While wait-free seems better on theoretical grounds, it is designed to handle worst-case conditions that very rarely occur, the researchers found. Using a technique called Markov chain lifting, they modeled the average behavior of multiple threads across an entire system over time to simulate the threads’ “expected asymptotic behavior.” The result showed that for many problems, the two kinds of algorithm will perform about the same. (Nevertheless, wait-free algorithms will still be the right choice for real-time systems where processes have hard deadlines, the researchers said.)
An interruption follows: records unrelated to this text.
//! Pebble-bed universes: explicit spheres, each filled with a pebble universe,
//! embedded in a background universe.

use nalgebra::{Point3, Vector3};
use serde::Deserialize;

use crate::search::{Aabb, SearchGrid};
use crate::universe::UniverseId;

#[cfg(test)]
mod tests {
    use super::*;

    fn bed() -> PebbleBed {
        PebbleBed {
            pebbles: vec![
                Pebble::new([0.0, 0.0, 0.0], 1.0, UniverseId(1)),
                Pebble::new([3.0, 0.0, 0.0], 1.0, UniverseId(2)),
                Pebble::new([6.0, 0.0, 0.0], 1.0, UniverseId(1)),
            ],
            background: UniverseId(3),
        }
    }

    #[test]
    fn types_in_first_seen_order() {
        let index = PebbleIndex::build(&bed());
        assert_eq!(index.types, vec![UniverseId(1), UniverseId(2)]);
        assert_eq!(index.type_of, vec![0, 1, 0]);
    }

    #[test]
    fn find_pebble() {
        let bed = bed();
        let index = PebbleIndex::build(&bed);
        assert_eq!(bed.find(&index.grid, &Point3::new(6.5, 0.2, 0.0)), Some(2));
        assert_eq!(bed.find(&index.grid, &Point3::new(1.5, 0.0, 0.0)), None);
        assert_eq!(bed.find(&index.grid, &Point3::new(0.0, 0.0, 50.0)), None);
    }
}

#[derive(Debug, Clone, PartialEq, Deserialize)]
pub struct Pebble {
    pub centre: [f64; 3],
    pub radius: f64,
    /// Pebble type: the universe filling the sphere, centred on `centre`.
    pub universe: UniverseId,
}

impl Pebble {
    pub fn new(centre: [f64; 3], radius: f64, universe: UniverseId) -> Self {
        Self {
            centre,
            radius,
            universe,
        }
    }

    #[inline]
    pub fn offset(&self) -> Vector3<f64> {
        Vector3::from(self.centre)
    }

    #[inline]
    pub fn contains(&self, p: &Point3<f64>) -> bool {
        (p.coords - self.offset()).norm_squared() < self.radius * self.radius
    }

    pub fn bounding_box(&self) -> Aabb {
        let r = Vector3::repeat(self.radius);
        let c = Point3::from(self.centre);
        Aabb::new(c - r, c + r)
    }
}

#[derive(Debug, Clone, PartialEq, Deserialize)]
pub struct PebbleBed {
    pub pebbles: Vec<Pebble>,
    pub background: UniverseId,
}

impl PebbleBed {
    /// Pebble containing the point, searched through `grid`.
    #[inline]
    pub fn find(&self, grid: &SearchGrid, p: &Point3<f64>) -> Option<usize> {
        grid.candidates(p)
            .iter()
            .map(|&i| i as usize)
            .find(|&i| self.pebbles[i].contains(p))
    }
}

/// Search structure and pebble-type table of one bed.
#[derive(Debug, Clone, PartialEq)]
pub struct PebbleIndex {
    pub grid: SearchGrid,
    /// Distinct pebble universes in order of first appearance.
    pub types: Vec<UniverseId>,
    /// Type index of each pebble.
    pub type_of: Vec<usize>,
}

impl PebbleIndex {
    pub fn build(bed: &PebbleBed) -> Self {
        let boxes: Vec<Aabb> = bed.pebbles.iter().map(Pebble::bounding_box).collect();

        let mut types: Vec<UniverseId> = Vec::new();
        let type_of = bed
            .pebbles
            .iter()
            .map(|pebble| match types.iter().position(|t| *t == pebble.universe) {
                Some(index) => index,
                None => {
                    types.push(pebble.universe);
                    types.len() - 1
                }
            })
            .collect();

        Self {
            grid: SearchGrid::build(&boxes),
            types,
            type_of,
        }
    }
}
Maurice Herlihy, a professor of computer science at Brown University who was not involved in the work, said the kind of analysis the researchers applied may have broader implications elsewhere in computer science. “I think this kind of thing could be applied to a lot of situations, where theory tends to focus on worst case, rather than expected case,” he said.

Back to Top

The World Goes Parallel

Parallel computation has become increasingly important in recent years, moving from the realm of scientific supercomputing into corporate database servers and into the cellphones and personal computers of users. Limits on energy consumption, heat dissipation, and chip technology are preventing the speeds of individual processors from increasing at the rate we have seen over the past decades. To increase overall performance, chipmakers are putting more and more processor cores on a single chip. Yet using those processors’ efficiency requires the often-difficult task of rendering a program to run in multiple concurrent threads.

In some cases, such as in graphics processing, that is relatively easy, as each processor can be allocated its own separate portion of data. However, many programs contain instructions that need to share data, and programmers often “lock” those during program execution so data in memory is protected while it is being worked on.
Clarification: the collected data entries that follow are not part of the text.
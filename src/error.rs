//! Error conditions raised while resolving points or enumerating zones.
//!
//! Every condition here is fatal to the run except [`GeometryError::Unresolved`],
//! which tolerant mode absorbs locally (see [`crate::locate`]). Library code
//! never aborts; errors propagate to the driver, which halts with the message.

use nalgebra::Point3;
use thiserror::Error;


#[derive(Debug, Error)]
pub enum GeometryError {
    /// An index exceeded its precomputed bound or a declared tiling left a gap.
    #[error("geometry inconsistency in universe '{universe}': {detail}")]
    Inconsistency { universe: String, detail: String },

    /// No region of the universe contains the point.
    #[error("point {position} is not inside any region of universe '{universe}'")]
    Unresolved {
        universe: String,
        position: Point3<f64>,
    },

    /// Tolerant mode substituted the undefined material too many times.
    #[error("undefined material substituted {count} times, exceeding the cap of {cap}")]
    TooManyUndefined { count: u64, cap: u64 },

    /// The fill graph loops back on itself.
    #[error("recursion depth {depth} exceeded below universe '{universe}', the fill graph is cyclic")]
    Cyclic { universe: String, depth: usize },

    #[error("invalid lattice type: {0}")]
    InvalidLatticeType(String),

    #[error("invalid universe type: {0}")]
    InvalidUniverseType(String),

    #[error("invalid transform order tag: {0}")]
    InvalidTransformOrder(u8),

    /// A lattice violates a construction invariant (element count, parity, ordering).
    #[error("invalid lattice in universe '{universe}': {detail}")]
    InvalidLattice { universe: String, detail: String },

    #[error("failed to read geometry: {0}")]
    Io(#[from] std::io::Error),

    #[error("failed to parse geometry: {0}")]
    Parse(String),
}

impl GeometryError {
    pub fn inconsistency(universe: &str, detail: impl Into<String>) -> Self {
        Self::Inconsistency {
            universe: universe.to_string(),
            detail: detail.into(),
        }
    }

    pub fn invalid_lattice(universe: &str, detail: impl Into<String>) -> Self {
        Self::InvalidLattice {
            universe: universe.to_string(),
            detail: detail.into(),
        }
    }
}

pub type Result<T> = std::result::Result<T, GeometryError>;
Programmers have employed such locks for many years, but they charge a penalty. The operations inside a single lock, which might be in multiple tens of instructions, then can become a bottleneck to the overall execution of the system. One goal in these shared-memory systems is to reduce the sequential bottlenecks caused by locks, Shavit said. They can be minimized by use of fine-grained locking, which locks up fewer instructions at a time. Yet the use of lock-free algorithms opens up the possibility of parallelism at the lowest possible level of granularity, at the level of individual machine instructions, he said.

Another problem with locks is that they have “terrible semantics,” Shavit said. Programmers may set a lock in one place in a program but release it at some number of other, unpredictable places, making it hard to read and debug the code.

While lock-free algorithms solve some problems, they in turn can be tricky to code and debug. Although the move to parallel computing is leading to increased interest in these algorithms, most programmers need not be concerned with this latest analysis of lock-free versus wait-free, said Marc Snir, a computer scientist at Argonne National Laboratory and a professor at the University of Illinois at Urbana-Champaign. “It’s a concern for people who work at the bottom of the software stack, say people writing the runtime of C++ or the parallel framework in C#,” he said.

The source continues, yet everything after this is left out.